- _Work instructions_
Show, from the records below, all lines that contain the word "PartialEq".

- _Stored data_
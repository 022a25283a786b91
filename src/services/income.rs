//! Income service
//!
//! Manages the expected monthly income the aggregator subtracts expenses
//! and debt service from. "Not set" and "set to zero" are different states:
//! with no income configured the summary shows no disposable figure at all.

use tracing::info;

use crate::error::{OutlayError, OutlayResult};
use crate::models::Money;
use crate::storage::Store;

/// Service for expected-income management
pub struct IncomeService<'a> {
    store: &'a mut Store,
}

impl<'a> IncomeService<'a> {
    /// Create a new income service
    pub fn new(store: &'a mut Store) -> Self {
        Self { store }
    }

    /// Set the expected monthly income
    pub fn set(&mut self, amount: Money) -> OutlayResult<Money> {
        if amount.is_negative() {
            return Err(OutlayError::Validation(
                "Monthly income cannot be negative".into(),
            ));
        }

        self.store.portfolio_mut().monthly_income = Some(amount);
        info!(income = %amount, "set monthly income");
        self.store.save()?;
        Ok(amount)
    }

    /// Clear the expected monthly income, returning the previous value
    pub fn clear(&mut self) -> OutlayResult<Option<Money>> {
        let previous = self.store.portfolio_mut().monthly_income.take();
        if previous.is_some() {
            info!("cleared monthly income");
            self.store.save()?;
        }
        Ok(previous)
    }

    /// The configured monthly income, if any
    pub fn get(&self) -> Option<Money> {
        self.store.portfolio().monthly_income
    }
}
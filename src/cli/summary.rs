//! Summary CLI command

use crate::config::Settings;
use crate::error::OutlayResult;
use crate::reports::OverviewReport;
use crate::storage::Store;

/// Print the portfolio overview
pub fn handle_summary_command(store: &Store, settings: &Settings) -> OutlayResult<()> {
    let portfolio = store.portfolio();

    if portfolio.expenses.is_empty() && portfolio.debts.is_empty() {
        println!("Nothing tracked yet.");
        println!("Add an expense with 'outlay expense add <name> <amount>'.");
        return Ok(());
    }

    let report = OverviewReport::generate(portfolio);
    print!("{}", report.format_terminal(&settings.currency_symbol));
    Ok(())
}
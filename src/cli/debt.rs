//! Debt CLI commands

use clap::Subcommand;

use crate::config::Settings;
use crate::error::OutlayResult;
use crate::reports::PayoffReport;
use crate::services::{self, DebtService};
use crate::storage::Store;

/// Debt subcommands
#[derive(Subcommand)]
pub enum DebtCommands {
    /// Add a debt
    Add {
        /// Debt name
        name: String,

        /// Outstanding balance (e.g. "8500")
        balance: String,

        /// Fixed monthly payment
        #[arg(short, long)]
        payment: Option<String>,
    },

    /// List debts with remaining term counts
    List,

    /// Edit a debt
    Edit {
        /// Debt name or ID
        debt: String,

        /// New outstanding balance
        #[arg(short, long)]
        balance: Option<String>,

        /// New monthly payment
        #[arg(short, long, conflicts_with = "clear_payment")]
        payment: Option<String>,

        /// Remove the configured monthly payment
        #[arg(long)]
        clear_payment: bool,
    },

    /// Record a payment against a debt (balance clamps at zero)
    Pay {
        /// Debt name or ID
        debt: String,

        /// Payment amount
        amount: String,
    },

    /// Show the payoff plan for a debt
    Payoff {
        /// Debt name or ID
        debt: String,
    },

    /// Pause a debt so it stops counting toward totals
    Pause {
        /// Debt name or ID
        debt: String,
    },

    /// Resume a paused debt
    Resume {
        /// Debt name or ID
        debt: String,
    },

    /// Delete a debt permanently
    Remove {
        /// Debt name or ID
        debt: String,
    },
}

/// Handle a debt command
pub fn handle_debt_command(
    store: &mut Store,
    settings: &Settings,
    cmd: DebtCommands,
) -> OutlayResult<()> {
    let symbol = settings.currency_symbol.as_str();

    match cmd {
        DebtCommands::Add {
            name,
            balance,
            payment,
        } => {
            let balance = services::parse_non_negative_amount(&balance, settings)?;
            let payment = payment
                .map(|raw| services::parse_non_negative_amount(&raw, settings))
                .transpose()?;

            let mut service = DebtService::new(store);
            let debt = service.add(&name, balance, payment)?;

            println!(
                "Added debt '{}' with balance {}.",
                debt.name,
                debt.balance.format_with_symbol(symbol)
            );
            if debt.effective_monthly_payment().is_none() {
                println!("No monthly payment configured; payoff terms are unknown.");
            }
        }

        DebtCommands::List => {
            let service = DebtService::new(store);
            let debts = service.list();

            if debts.is_empty() {
                println!("No debts tracked. Long may it last.");
                return Ok(());
            }

            println!(
                "{:<24} {:>12} {:>12} {:>12}",
                "Name", "Balance", "Monthly", "Terms left"
            );
            println!("{}", "-".repeat(64));
            for debt in debts {
                let marker = if debt.active { "" } else { " (paused)" };
                let payment = debt
                    .monthly_payment
                    .map(|p| p.format_with_symbol(symbol))
                    .unwrap_or_else(|| "-".to_string());
                let terms = crate::engine::term_count(debt.balance, debt.monthly_payment)
                    .map(|t| t.to_string())
                    .unwrap_or_else(|| "unknown".to_string());
                println!(
                    "{:<24} {:>12} {:>12} {:>12}",
                    format!("{}{}", debt.name, marker),
                    debt.balance.format_with_symbol(symbol),
                    payment,
                    terms,
                );
            }
        }

        DebtCommands::Edit {
            debt,
            balance,
            payment,
            clear_payment,
        } => {
            let balance = balance
                .map(|raw| services::parse_non_negative_amount(&raw, settings))
                .transpose()?;
            let payment = if clear_payment {
                Some(None)
            } else {
                payment
                    .map(|raw| services::parse_non_negative_amount(&raw, settings))
                    .transpose()?
                    .map(Some)
            };

            let mut service = DebtService::new(store);
            let updated = service.edit(&debt, balance, payment)?;

            println!(
                "Updated debt '{}': balance {}.",
                updated.name,
                updated.balance.format_with_symbol(symbol)
            );
        }

        DebtCommands::Pay { debt, amount } => {
            let amount = services::parse_amount(&amount, settings)?;

            let mut service = DebtService::new(store);
            let receipt = service.record_payment(&debt, amount)?;

            println!(
                "Payment of {} applied: {} -> {}",
                amount.format_with_symbol(symbol),
                receipt.previous_balance.format_with_symbol(symbol),
                receipt.new_balance.format_with_symbol(symbol),
            );
            if receipt.applied() < amount {
                println!(
                    "Overpayment of {} was absorbed; the balance is settled.",
                    (amount - receipt.applied()).format_with_symbol(symbol)
                );
            }
        }

        DebtCommands::Payoff { debt } => {
            let service = DebtService::new(store);
            let (debt, _) = service.payoff_plan(&debt)?;
            let report = PayoffReport::generate(debt);
            print!("{}", report.format_terminal(symbol));
        }

        DebtCommands::Pause { debt } => {
            let mut service = DebtService::new(store);
            let updated = service.set_active(&debt, false)?;
            println!("Paused debt '{}'.", updated.name);
        }

        DebtCommands::Resume { debt } => {
            let mut service = DebtService::new(store);
            let updated = service.set_active(&debt, true)?;
            println!("Resumed debt '{}'.", updated.name);
        }

        DebtCommands::Remove { debt } => {
            let mut service = DebtService::new(store);
            let removed = service.remove(&debt)?;
            println!("Removed debt '{}'.", removed.name);
        }
    }

    Ok(())
}
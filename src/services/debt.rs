//! Debt service
//!
//! Create, edit, and remove debts, and record payments against them. All
//! payoff arithmetic comes from the engine; the service only persists its
//! results.

use tracing::{debug, info};

use crate::engine::{amortize, PayoffPlan};
use crate::error::{OutlayError, OutlayResult};
use crate::models::{Debt, Money};
use crate::storage::Store;

/// Outcome of recording a payment against a debt
#[derive(Debug, Clone, Copy, PartialEq, Eq)]
pub struct PaymentReceipt {
    pub previous_balance: Money,
    pub new_balance: Money,
}

impl PaymentReceipt {
    /// Amount the balance actually dropped by; less than the payment when
    /// the payment overshot the balance
    pub fn applied(&self) -> Money {
        self.previous_balance - self.new_balance
    }
}

/// Service for debt management
pub struct DebtService<'a> {
    store: &'a mut Store,
}

impl<'a> DebtService<'a> {
    /// Create a new debt service
    pub fn new(store: &'a mut Store) -> Self {
        Self { store }
    }

    /// Add a new debt
    pub fn add(
        &mut self,
        name: &str,
        balance: Money,
        monthly_payment: Option<Money>,
    ) -> OutlayResult<Debt> {
        if self.store.portfolio().find_debt(name).is_some() {
            return Err(OutlayError::Duplicate {
                entity_type: "Debt",
                identifier: name.to_string(),
            });
        }

        let mut debt = Debt::new(name, balance);
        debt.monthly_payment = monthly_payment;
        debt.validate()
            .map_err(|e| OutlayError::Validation(e.to_string()))?;

        info!(name = %debt.name, balance = %debt.balance, "adding debt");
        self.store.portfolio_mut().debts.push(debt.clone());
        self.store.save()?;
        Ok(debt)
    }

    /// Edit an existing debt; `None` fields are left unchanged
    ///
    /// Pass `Some(None)` as `monthly_payment` to clear a configured payment.
    pub fn edit(
        &mut self,
        key: &str,
        balance: Option<Money>,
        monthly_payment: Option<Option<Money>>,
    ) -> OutlayResult<Debt> {
        let debt = self
            .store
            .portfolio_mut()
            .find_debt_mut(key)
            .ok_or_else(|| OutlayError::debt_not_found(key))?;

        if let Some(balance) = balance {
            debt.set_balance(balance);
        }
        if let Some(payment) = monthly_payment {
            debt.set_monthly_payment(payment);
        }

        debt.validate()
            .map_err(|e| OutlayError::Validation(e.to_string()))?;

        let updated = debt.clone();
        debug!(name = %updated.name, "edited debt");
        self.store.save()?;
        Ok(updated)
    }

    /// Soft-deactivate or reactivate a debt
    pub fn set_active(&mut self, key: &str, active: bool) -> OutlayResult<Debt> {
        let debt = self
            .store
            .portfolio_mut()
            .find_debt_mut(key)
            .ok_or_else(|| OutlayError::debt_not_found(key))?;

        debt.set_active(active);
        let updated = debt.clone();
        info!(name = %updated.name, active, "toggled debt");
        self.store.save()?;
        Ok(updated)
    }

    /// Hard-delete a debt
    pub fn remove(&mut self, key: &str) -> OutlayResult<Debt> {
        let removed = self
            .store
            .portfolio_mut()
            .remove_debt(key)
            .ok_or_else(|| OutlayError::debt_not_found(key))?;

        info!(name = %removed.name, "removed debt");
        self.store.save()?;
        Ok(removed)
    }

    /// Record a payment, clamping the balance at zero
    pub fn record_payment(&mut self, key: &str, payment: Money) -> OutlayResult<PaymentReceipt> {
        let debt = self
            .store
            .portfolio_mut()
            .find_debt_mut(key)
            .ok_or_else(|| OutlayError::debt_not_found(key))?;

        let previous_balance = debt.balance;
        let new_balance = amortize::apply_payment(previous_balance, payment)?;
        debt.set_balance(new_balance);

        info!(
            name = %debt.name,
            payment = %payment,
            balance = %new_balance,
            "recorded debt payment"
        );
        self.store.save()?;
        Ok(PaymentReceipt {
            previous_balance,
            new_balance,
        })
    }

    /// Payoff plan for one debt
    pub fn payoff_plan(&self, key: &str) -> OutlayResult<(Debt, PayoffPlan)> {
        let debt = self
            .store
            .portfolio()
            .find_debt(key)
            .ok_or_else(|| OutlayError::debt_not_found(key))?;

        let plan = PayoffPlan::new(debt.balance, debt.monthly_payment);
        Ok((debt.clone(), plan))
    }

    /// All debts, active and paused
    pub fn list(&self) -> &[Debt] {
        &self.store.portfolio().debts
    }
}

#[cfg(test)]
mod tests {
    use super::*;
    use crate::config::OutlayPaths;
    use tempfile::TempDir;

    fn test_store() -> (TempDir, Store) {
        let temp_dir = TempDir::new().unwrap();
        let paths = OutlayPaths::with_base_dir(temp_dir.path().to_path_buf());
        let store = Store::open(paths).unwrap();
        (temp_dir, store)
    }

    #[test]
    fn test_add_and_plan() {
        let (_temp_dir, mut store) = test_store();
        let mut service = DebtService::new(&mut store);

        service
            .add(
                "Car Loan",
                Money::from_cents(100000),
                Some(Money::from_cents(30000)),
            )
            .unwrap();

        let (debt, plan) = service.payoff_plan("Car Loan").unwrap();
        assert_eq!(debt.balance.cents(), 100000);
        assert_eq!(plan.term_count(), Some(4));
    }

    #[test]
    fn test_plan_without_payment_is_unknown() {
        let (_temp_dir, mut store) = test_store();
        let mut service = DebtService::new(&mut store);

        service.add("Family", Money::from_cents(50000), None).unwrap();
        let (_, plan) = service.payoff_plan("Family").unwrap();
        assert_eq!(plan, PayoffPlan::NoSchedule);
    }

    #[test]
    fn test_record_payment() {
        let (_temp_dir, mut store) = test_store();
        let mut service = DebtService::new(&mut store);

        service
            .add("Car Loan", Money::from_cents(100000), None)
            .unwrap();
        let receipt = service
            .record_payment("Car Loan", Money::from_cents(30000))
            .unwrap();

        assert_eq!(receipt.previous_balance.cents(), 100000);
        assert_eq!(receipt.new_balance.cents(), 70000);
        assert_eq!(receipt.applied().cents(), 30000);
    }

    #[test]
    fn test_overpayment_clamps_and_reports_applied() {
        let (_temp_dir, mut store) = test_store();
        let mut service = DebtService::new(&mut store);

        service.add("Tail", Money::from_cents(2000), None).unwrap();
        let receipt = service
            .record_payment("Tail", Money::from_cents(5000))
            .unwrap();

        assert_eq!(receipt.new_balance, Money::zero());
        assert_eq!(receipt.applied().cents(), 2000);

        let (debt, _) = service.payoff_plan("Tail").unwrap();
        assert!(debt.is_settled());
    }

    #[test]
    fn test_zero_payment_rejected() {
        let (_temp_dir, mut store) = test_store();
        let mut service = DebtService::new(&mut store);

        service.add("Tail", Money::from_cents(2000), None).unwrap();
        let err = service.record_payment("Tail", Money::zero()).unwrap_err();
        assert!(matches!(err, OutlayError::InvalidPayment(_)));

        // balance untouched
        let (debt, _) = service.payoff_plan("Tail").unwrap();
        assert_eq!(debt.balance.cents(), 2000);
    }

    #[test]
    fn test_edit_clears_payment() {
        let (_temp_dir, mut store) = test_store();
        let mut service = DebtService::new(&mut store);

        service
            .add(
                "Car Loan",
                Money::from_cents(100000),
                Some(Money::from_cents(30000)),
            )
            .unwrap();
        let updated = service.edit("Car Loan", None, Some(None)).unwrap();
        assert!(updated.monthly_payment.is_none());
    }

    #[test]
    fn test_duplicate_rejected() {
        let (_temp_dir, mut store) = test_store();
        let mut service = DebtService::new(&mut store);

        service.add("Car Loan", Money::from_cents(1), None).unwrap();
        assert!(service
            .add("car loan", Money::from_cents(2), None)
            .is_err());
    }
}
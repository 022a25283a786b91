//! outlay - Command-line personal finance tracker
//!
//! This library provides the core functionality for the outlay finance
//! tracker: recurring expenses, debts with payoff schedules, budgets, and
//! portfolio-level summaries.
//!
//! # Architecture
//!
//! The crate is organized into the following modules:
//!
//! - `engine`: Pure normalization, amortization, and aggregation functions
//! - `models`: Core data models (expenses, debts, budgets, the portfolio)
//! - `config`: Configuration and path management
//! - `error`: Custom error types
//! - `storage`: JSON document storage with atomic writes
//! - `services`: Business logic layer
//! - `reports`: Terminal and CSV reports
//! - `export`: Portfolio snapshot export (JSON/YAML/CSV)
//! - `cli`: Command definitions and handlers
//!
//! The engine is deliberately free of I/O and shared state: every function
//! is a plain computation over its arguments, so anything derived from
//! records (monthly equivalents, payoff terms, disposable income) has
//! exactly one source of truth.
//!
//! # Example
//!
//! ```rust
//! use outlay::engine;
//! use outlay::models::{Frequency, Money};
//!
//! let monthly = engine::monthly_equivalent(Money::from_cents(350), Frequency::Daily);
//! assert_eq!(monthly.cents(), 10646); // $3.50/day is about $106.46/month
//! ```

pub mod cli;
pub mod config;
pub mod engine;
pub mod error;
pub mod export;
pub mod models;
pub mod reports;
pub mod services;
pub mod storage;

pub use error::{OutlayError, OutlayResult};
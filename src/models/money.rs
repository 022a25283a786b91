//! Money type for representing currency amounts
//!
//! Internally stores amounts in cents (i64) so two-decimal currency math
//! never suffers floating-point drift. The engine only needs exact integer
//! arithmetic: scaling by a whole number of occurrences per year, division
//! by twelve with rounding to the nearest cent, and remainders for payoff
//! schedules.

use serde::{Deserialize, Serialize};
use std::fmt;
use std::iter::Sum;
use std::ops::{Add, AddAssign, Neg, Sub, SubAssign};
use std::str::FromStr;

/// A monetary amount in cents (hundredths of the currency unit)
///
/// Currency-agnostic: the symbol used for display lives in settings and is
/// applied at format time. Amounts may be negative (e.g. overspent budgets
/// and disposable-income shortfalls).
#[derive(Debug, Clone, Copy, PartialEq, Eq, PartialOrd, Ord, Hash, Serialize, Deserialize)]
#[serde(transparent)]
pub struct Money(i64);

impl Money {
    /// Create an amount from cents
    pub const fn from_cents(cents: i64) -> Self {
        Self(cents)
    }

    /// Create an amount from whole currency units
    pub const fn from_units(units: i64) -> Self {
        Self(units * 100)
    }

    /// The zero amount
    pub const fn zero() -> Self {
        Self(0)
    }

    /// The amount in cents
    pub const fn cents(&self) -> i64 {
        self.0
    }

    /// Whole currency units, truncated toward zero
    pub const fn units(&self) -> i64 {
        self.0 / 100
    }

    /// The cents portion, 0-99
    pub const fn subunits(&self) -> i64 {
        (self.0 % 100).abs()
    }

    pub const fn is_zero(&self) -> bool {
        self.0 == 0
    }

    pub const fn is_positive(&self) -> bool {
        self.0 > 0
    }

    pub const fn is_negative(&self) -> bool {
        self.0 < 0
    }

    /// Absolute value
    pub const fn abs(&self) -> Self {
        Self(self.0.abs())
    }

    /// Multiply by a whole-number factor (occurrences per year, term counts)
    ///
    /// Saturates on overflow rather than wrapping; amounts near i64::MAX
    /// cents are already far outside any real portfolio.
    pub const fn scale(&self, factor: i64) -> Self {
        Self(self.0.saturating_mul(factor))
    }

    /// Divide by a whole-number divisor, rounding half away from zero to the
    /// nearest cent
    ///
    /// This is the single division rule used for every monthly-equivalent
    /// figure, per-item and aggregate alike.
    ///
    /// # Panics
    ///
    /// Panics if `divisor` is zero. Callers only pass fixed constants
    /// (twelve months per year).
    pub const fn divide_rounded(&self, divisor: i64) -> Self {
        let half = divisor.abs() / 2;
        let adjusted = if self.0 >= 0 {
            self.0 + half
        } else {
            self.0 - half
        };
        Self(adjusted / divisor)
    }

    /// Remainder after dividing by another amount (both in cents)
    ///
    /// # Panics
    ///
    /// Panics if `divisor` is zero; payoff arithmetic checks for a positive
    /// payment before calling.
    pub const fn remainder(&self, divisor: Money) -> Self {
        Self(self.0 % divisor.0)
    }

    /// Format with a currency symbol, e.g. `format_with_symbol("€")`
    pub fn format_with_symbol(&self, symbol: &str) -> String {
        if self.is_negative() {
            format!("-{}{}.{:02}", symbol, self.units().abs(), self.subunits())
        } else {
            format!("{}{}.{:02}", symbol, self.units(), self.subunits())
        }
    }
}

impl Default for Money {
    fn default() -> Self {
        Self::zero()
    }
}

impl fmt::Display for Money {
    fn fmt(&self, f: &mut fmt::Formatter<'_>) -> fmt::Result {
        write!(f, "{}", self.format_with_symbol("$"))
    }
}

impl Add for Money {
    type Output = Self;

    fn add(self, other: Self) -> Self {
        Self(self.0 + other.0)
    }
}

impl AddAssign for Money {
    fn add_assign(&mut self, other: Self) {
        self.0 += other.0;
    }
}

impl Sub for Money {
    type Output = Self;

    fn sub(self, other: Self) -> Self {
        Self(self.0 - other.0)
    }
}

impl SubAssign for Money {
    fn sub_assign(&mut self, other: Self) {
        self.0 -= other.0;
    }
}

impl Neg for Money {
    type Output = Self;

    fn neg(self) -> Self {
        Self(-self.0)
    }
}

impl Sum for Money {
    fn sum<I: Iterator<Item = Self>>(iter: I) -> Self {
        iter.fold(Money::zero(), |acc, m| acc + m)
    }
}

impl FromStr for Money {
    type Err = MoneyParseError;

    /// Parse an amount from user input
    ///
    /// Accepts `"10.50"`, `"-10.50"`, `"$10.50"`, `"10"`, `"1,250.75"`.
    /// Fractions beyond two digits are rejected rather than silently
    /// truncated; a sub-cent amount in user input is almost always a typo.
    fn from_str(s: &str) -> Result<Self, Self::Err> {
        let trimmed = s.trim();
        if trimmed.is_empty() {
            return Err(MoneyParseError::Empty);
        }

        let (negative, rest) = match trimmed.strip_prefix('-') {
            Some(stripped) => (true, stripped),
            None => (false, trimmed),
        };
        let rest = rest.strip_prefix('$').unwrap_or(rest);
        let cleaned: String = rest.chars().filter(|c| *c != ',').collect();

        let (units_str, frac_str) = match cleaned.split_once('.') {
            Some((u, f)) => (u, f),
            None => (cleaned.as_str(), ""),
        };

        if units_str.is_empty() && frac_str.is_empty() {
            return Err(MoneyParseError::InvalidFormat(trimmed.to_string()));
        }
        if frac_str.len() > 2 {
            return Err(MoneyParseError::TooPrecise(trimmed.to_string()));
        }

        let units: i64 = if units_str.is_empty() {
            0
        } else {
            units_str
                .parse()
                .map_err(|_| MoneyParseError::InvalidFormat(trimmed.to_string()))?
        };

        let frac: i64 = match frac_str.len() {
            0 => 0,
            1 => {
                frac_str
                    .parse::<i64>()
                    .map_err(|_| MoneyParseError::InvalidFormat(trimmed.to_string()))?
                    * 10
            }
            _ => frac_str
                .parse()
                .map_err(|_| MoneyParseError::InvalidFormat(trimmed.to_string()))?,
        };

        let cents = units * 100 + frac;
        Ok(Self(if negative { -cents } else { cents }))
    }
}

/// Error type for money parsing
#[derive(Debug, Clone, PartialEq, Eq)]
pub enum MoneyParseError {
    Empty,
    InvalidFormat(String),
    TooPrecise(String),
}

impl fmt::Display for MoneyParseError {
    fn fmt(&self, f: &mut fmt::Formatter<'_>) -> fmt::Result {
        match self {
            MoneyParseError::Empty => write!(f, "amount is empty"),
            MoneyParseError::InvalidFormat(s) => write!(f, "not a valid amount: {}", s),
            MoneyParseError::TooPrecise(s) => {
                write!(f, "more than two decimal places: {}", s)
            }
        }
    }
}

impl std::error::Error for MoneyParseError {}
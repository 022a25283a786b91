//! Export CLI command

use std::fs::File;
use std::io::Write;
use std::path::PathBuf;

use crate::error::{OutlayError, OutlayResult};
use crate::export::{ExportFormat, Snapshot};
use crate::storage::Store;

/// Export the portfolio snapshot to stdout or a file
pub fn handle_export_command(
    store: &Store,
    format: &str,
    output: Option<PathBuf>,
) -> OutlayResult<()> {
    let format: ExportFormat = format.parse()?;
    let snapshot = Snapshot::from_portfolio(store.portfolio());

    match output {
        Some(path) => {
            let mut file = File::create(&path).map_err(|e| {
                OutlayError::Export(format!("Failed to create {}: {}", path.display(), e))
            })?;
            snapshot.write(format, &mut file)?;
            file.flush()
                .map_err(|e| OutlayError::Export(e.to_string()))?;
            eprintln!("Exported snapshot to {}.", path.display());
        }
        None => {
            let stdout = std::io::stdout();
            let mut handle = stdout.lock();
            snapshot.write(format, &mut handle)?;
        }
    }

    Ok(())
}
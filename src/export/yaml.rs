//! YAML snapshot export

use std::io::Write;

use super::Snapshot;
use crate::error::{OutlayError, OutlayResult};

/// Write a snapshot as YAML
pub fn write_snapshot<W: Write>(snapshot: &Snapshot, writer: &mut W) -> OutlayResult<()> {
    serde_yaml::to_writer(writer, snapshot).map_err(|e| OutlayError::Export(e.to_string()))?;
    Ok(())
}
//! Recurring-amount normalization
//!
//! Converts an amount at any recurrence frequency into its yearly and
//! monthly equivalents so heterogeneous records can be compared and summed.
//! The year is a fixed 365 days and the monthly figure is always derived by
//! dividing the yearly figure by twelve; there is no direct daily-to-monthly
//! shortcut, so every monthly number in the application traces back to the
//! same conversion.

use crate::models::{Frequency, Money};

const MONTHS_PER_YEAR: i64 = 12;

/// Total-per-year equivalent of a recurring amount
///
/// Exact integer arithmetic over cents; annualizing an already-yearly
/// amount is the identity.
pub fn annualize(amount: Money, frequency: Frequency) -> Money {
    amount.scale(frequency.occurrences_per_year())
}

/// Monthly equivalent of a recurring amount
///
/// Defined as `annualize(amount, frequency) / 12`, rounded to the nearest
/// cent. The same division rule produces per-item figures and aggregate
/// totals.
pub fn monthly_equivalent(amount: Money, frequency: Frequency) -> Money {
    annualize(amount, frequency).divide_rounded(MONTHS_PER_YEAR)
}

#[cfg(test)]
mod tests {
    use super::*;

    #[test]
    fn test_annualize_daily() {
        // daily amounts scale by a fixed 365-day year
        let yearly = annualize(Money::from_cents(350), Frequency::Daily);
        assert_eq!(yearly.cents(), 350 * 365);
    }

    #[test]
    fn test_annualize_monthly() {
        let yearly = annualize(Money::from_cents(1599), Frequency::Monthly);
        assert_eq!(yearly.cents(), 1599 * 12);
    }

    #[test]
    fn test_annualize_yearly_is_identity() {
        let amount = Money::from_cents(99_99);
        assert_eq!(annualize(amount, Frequency::Yearly), amount);
    }

    #[test]
    fn test_annualize_other_frequencies() {
        assert_eq!(
            annualize(Money::from_cents(100), Frequency::Weekly).cents(),
            5200
        );
        assert_eq!(
            annualize(Money::from_cents(100), Frequency::Quarterly).cents(),
            400
        );
        assert_eq!(
            annualize(Money::from_cents(100), Frequency::HalfYearly).cents(),
            200
        );
    }

    #[test]
    fn test_annualize_zero() {
        for freq in Frequency::ALL {
            assert_eq!(annualize(Money::zero(), freq), Money::zero());
        }
    }

    #[test]
    fn test_monthly_equivalent_is_annualized_over_twelve() {
        for freq in Frequency::ALL {
            let amount = Money::from_cents(12345);
            assert_eq!(
                monthly_equivalent(amount, freq),
                annualize(amount, freq).divide_rounded(12)
            );
        }
    }

    #[test]
    fn test_monthly_equivalent_of_monthly_is_identity() {
        let amount = Money::from_cents(1599);
        assert_eq!(monthly_equivalent(amount, Frequency::Monthly), amount);
    }

    #[test]
    fn test_monthly_equivalent_of_yearly() {
        // 120.00 yearly -> 10.00 monthly
        let monthly = monthly_equivalent(Money::from_cents(12000), Frequency::Yearly);
        assert_eq!(monthly.cents(), 1000);
    }

    #[test]
    fn test_monthly_equivalent_rounds_to_nearest_cent() {
        // 100.00 yearly -> 8.3333.. monthly -> 8.33
        let monthly = monthly_equivalent(Money::from_cents(10000), Frequency::Yearly);
        assert_eq!(monthly.cents(), 833);

        // 102 cents yearly -> 8.5 cents monthly -> 9 cents
        let monthly = monthly_equivalent(Money::from_cents(102), Frequency::Yearly);
        assert_eq!(monthly.cents(), 9);
    }
}
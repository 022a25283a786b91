//! Reports over the portfolio
//!
//! Each report is generated from current records, formatted for the
//! terminal, and exportable where that makes sense. Reports never mutate
//! anything.

pub mod budgets;
pub mod overview;
pub mod payoff;

pub use budgets::BudgetReport;
pub use overview::OverviewReport;
pub use payoff::PayoffReport;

- _Task result_
#[derive(Debug, Clone, Copy, PartialEq, Eq)]
#[derive(Debug, Clone, Copy, PartialEq, Eq, PartialOrd, Ord, Hash, Serialize, Deserialize)]
#[derive(Debug, Clone, PartialEq, Eq)]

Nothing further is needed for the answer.